The number of IPOs is on the rise, leaving many employees suddenly wealthy with company stock and other forms of equity compensation. Advisors serving clients with this form of sudden wealth are entering a world where wealth is bound together with the employer’s equity, causing concentration risk, tax issues, lockups and other complexities.
To learn more about how advisors can guide clients through these issues, Wealth Solutions Report spoke with Raj Doshi, President and COO of April; Toby Wade, Founder and CEO of DeepVest; and Mitchell Bratina, Co-Founder and CEO of FinTurk.
We asked each of them if specialized technology can assist advisors as they guide their clients through the complexities of concentrated stock, equity compensation, tax planning and related issues
Their responses follow.
Raj Doshi, President And COO, April

As IPO activity increases, more advisors are helping clients navigate concentrated stock positions, equity compensation and liquidity events. These are major financial events for which tax is one of the most important considerations. AI planning tools are a reasonable place to start to assess the directional impact of these decisions, but a licensed tax engine is required to deliver personalized, precise implications when evaluating the sale of a concentrated stock position.
To deliver comprehensive guidance, advisors need technology that delivers tax planning, tax data and tax filing on a single platform. That allows them to understand a client’s full financial picture, model different scenarios with precision and ultimately make more personalized and optimized recommendations. A single platform also drives massive efficiency because the data and insights generated during planning can carry through to filing (and vice versa).
As advisors build more holistic relationships with clients, tax should be a foundational part of every major financial decision rather than something that is calculated after the fact.

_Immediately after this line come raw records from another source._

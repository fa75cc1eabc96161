//! Sliding-window rate limiting shared across replicas.
//!
//! Each identifier owns a sorted set in the store (`ratelimit:<identifier>`)
//! with one member per request, scored by its arrival time in milliseconds.
//! A check prunes, counts, inserts and re-arms the TTL in one atomic pipeline.

use std::net::SocketAddr;
use std::sync::Arc;
use std::time::Duration;

use axum::{
    body::Body,
    extract::{ConnectInfo, State},
    http::{header::HeaderName, HeaderMap, HeaderValue, Request},
    middleware::Next,
    response::Response,
};
use chrono::{DateTime, Utc};

use crate::http::errors;
use crate::http::server::AppState;
use crate::observability::metrics;
use crate::security::identity::client_identifier;
use crate::store::{keys, Pipeline, SharedStore, StoreError};

pub const X_RATELIMIT_LIMIT: HeaderName = HeaderName::from_static("x-ratelimit-limit");
pub const X_RATELIMIT_REMAINING: HeaderName = HeaderName::from_static("x-ratelimit-remaining");
pub const X_RATELIMIT_RESET: HeaderName = HeaderName::from_static("x-ratelimit-reset");

/// Outcome of one rate limit check.
#[derive(Debug, Clone, PartialEq, Eq)]
pub struct RateLimitDecision {
    pub allowed: bool,
    pub limit: u32,
    /// Requests left in the window after this one.
    pub remaining: u32,
    /// When the window that admitted this request ends.
    pub reset_at: DateTime<Utc>,
}

impl RateLimitDecision {
    /// Whole seconds until `reset_at`, never less than one.
    pub fn retry_after_secs(&self) -> i64 {
        let millis = (self.reset_at - Utc::now()).num_milliseconds();
        ((millis + 999) / 1000).max(1)
    }
}

/// Sliding-window counter per client identity.
pub struct RateLimiter {
    store: Arc<dyn SharedStore>,
}

impl RateLimiter {
    pub fn new(store: Arc<dyn SharedStore>) -> Self {
        Self { store }
    }

    /// Count this request against `identifier`'s window.
    ///
    /// Every request, including rejected ones, is recorded in the window.
    /// Store failures are returned to the caller, which decides to fail open.
    pub async fn check_rate_limit(
        &self,
        identifier: &str,
        max_requests: u32,
        window: Duration,
    ) -> Result<RateLimitDecision, StoreError> {
        let key = format!("{}{}", keys::RATE_LIMIT_PREFIX, identifier);
        let now = Utc::now();
        let now_ms = now.timestamp_millis();
        let window_ms = i64::try_from(window.as_millis()).unwrap_or(i64::MAX);

        let replies = self
            .store
            .exec(
                Pipeline::new()
                    .zrem_range_by_score(key.clone(), 0, now_ms.saturating_sub(window_ms))
                    .zcard(key.clone())
                    .zadd(key.clone(), now_ms, uuid::Uuid::new_v4().to_string())
                    .expire(key.clone(), window),
            )
            .await?;

        let count = replies
            .get(1)
            .and_then(|r| r.as_int())
            .ok_or_else(|| StoreError::UnexpectedReply(format!("ZCARD {key}")))?;
        let count = u32::try_from(count.max(0)).unwrap_or(u32::MAX);

        let allowed = count < max_requests;
        let remaining = if allowed { max_requests - count - 1 } else { 0 };
        let reset_at = now + chrono::Duration::milliseconds(window_ms);

        if !allowed {
            tracing::warn!(identifier, count, max = max_requests, "Rate limit exceeded");
        }

        Ok(RateLimitDecision {
            allowed,
            limit: max_requests,
            remaining,
            reset_at,
        })
    }
}

/// Write the `X-RateLimit-*` headers for a decision.
pub fn apply_headers(headers: &mut HeaderMap, decision: &RateLimitDecision) {
    headers.insert(X_RATELIMIT_LIMIT, HeaderValue::from(decision.limit));
    headers.insert(X_RATELIMIT_REMAINING, HeaderValue::from(decision.remaining));
    if let Ok(value) = HeaderValue::from_str(&decision.reset_at.to_rfc3339()) {
        headers.insert(X_RATELIMIT_RESET, value);
    }
}

/// Middleware enforcing the configured per-client request budget.
///
/// Store failures let the request through and are only logged.
pub async fn rate_limit_middleware(
    State(state): State<AppState>,
    request: Request<Body>,
    next: Next,
) -> Response {
    let settings = &state.config.rate_limit;
    if !settings.enabled {
        return next.run(request).await;
    }

    let remote = request
        .extensions()
        .get::<ConnectInfo<SocketAddr>>()
        .map(|ConnectInfo(addr)| *addr);
    let identifier = client_identifier(request.headers(), remote);

    let decision = match state
        .rate_limiter
        .check_rate_limit(&identifier, settings.max_requests, settings.window())
        .await
    {
        Ok(decision) => decision,
        Err(e) => {
            tracing::error!(error = %e, identifier = %identifier, "Rate limit check failed, allowing request");
            return next.run(request).await;
        }
    };

    if !decision.allowed {
        tracing::warn!(
            identifier = %identifier,
            endpoint = %request.uri().path(),
            "Rejecting rate limited request"
        );
        metrics::record_rate_limited("window_exceeded");
        let mut response = errors::rate_limit_exceeded(&decision);
        apply_headers(response.headers_mut(), &decision);
        return response;
    }

    tracing::debug!(identifier = %identifier, remaining = decision.remaining, "Rate limit check passed");
    let mut response = next.run(request).await;
    apply_headers(response.headers_mut(), &decision);
    response
}
//! Resilient GraphQL Gateway Library
//!
//! Circuit breaking, retries, rate limiting and response caching in front of
//! a federated GraphQL execution engine, with every decision coordinated
//! through a shared store so all replicas agree.

// Core subsystems
pub mod config;
pub mod error;
pub mod http;
pub mod store;

// Traffic management
pub mod cache;
pub mod poller;
pub mod resilience;
pub mod security;

// Cross-cutting concerns
pub mod admin;
pub mod health;
pub mod lifecycle;
pub mod observability;

pub use config::GatewayConfig;
pub use http::HttpServer;
pub use lifecycle::Shutdown;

Technology that delivers a proactive approach to tax will become increasingly critical as clients face high-stakes decisions such as optimizing liquidity events and planning for retirement.
Toby Wade, Founder And CEO, DeepVest

The traditional advisor toolkit was built for diversified portfolios, not the concentrated risk and time sensitivity that come with IPOs and equity compensation events.
When a client holds a significant percentage of their net worth in pre-IPO stock with a lockup expiration in 90 days, the advisor needs fast, accurate analysis. Manual portfolio reviews take hours. Spreadsheets break when you add options, restricted stock units (RSUs) and tax scenarios. General-purpose AI tools hallucinate financial data or misunderstand cost basis rules.
Specialized technology solves three core problems. First, it quantifies concentration risk in plain language clients can understand. Second, it models downside scenarios and correlations that matter when a single position dominates the portfolio. Third, it handles the suitability complexity that comes with equity compensation structures, especially when tax timing and liquidity constraints overlap.
The IPO wave creates urgency. Advisors who can move faster and explain risk more clearly will win these relationships. But speed without accuracy is dangerous. The right technology doesn’t replace advisor judgment. It removes the friction between data and insight, so advisors can focus on what matters: helping clients make informed decisions under pressure.
Mitchell Bratina, Co-Founder And CEO, FinTurk

A wave of mega-IPOs, particularly in AI, is creating newly liquid millionaires almost overnight, and many of them are technical employees who understand exactly what modern technology can do. To this cohort, an advisor who shuns those tools reads as a red flag. Fairly or not, they project that reluctance onto the advisor’s competence as a financial professional.
These clients also arrive with genuinely complex, individualized situations: concentrated stock positions, layered equity compensation, vesting schedules and multi-year tax planning. Serving them well requires either specialized platforms or a highly customizable CRM that can track those variables and trigger the right actions at the right moments.
Just as important is capacity. This will cause a surge of potential clients. Advisors without workflows and automation built to handle these scenarios efficiently will hit a bandwidth ceiling and simply miss opportunities that better-equipped firms will win. Capable technology isn’t just about a polished client experience; it’s what allows a firm to capture this moment rather than get passed by.
The firms that win this generation of clients will be the ones whose technology signals sophistication and delivers it.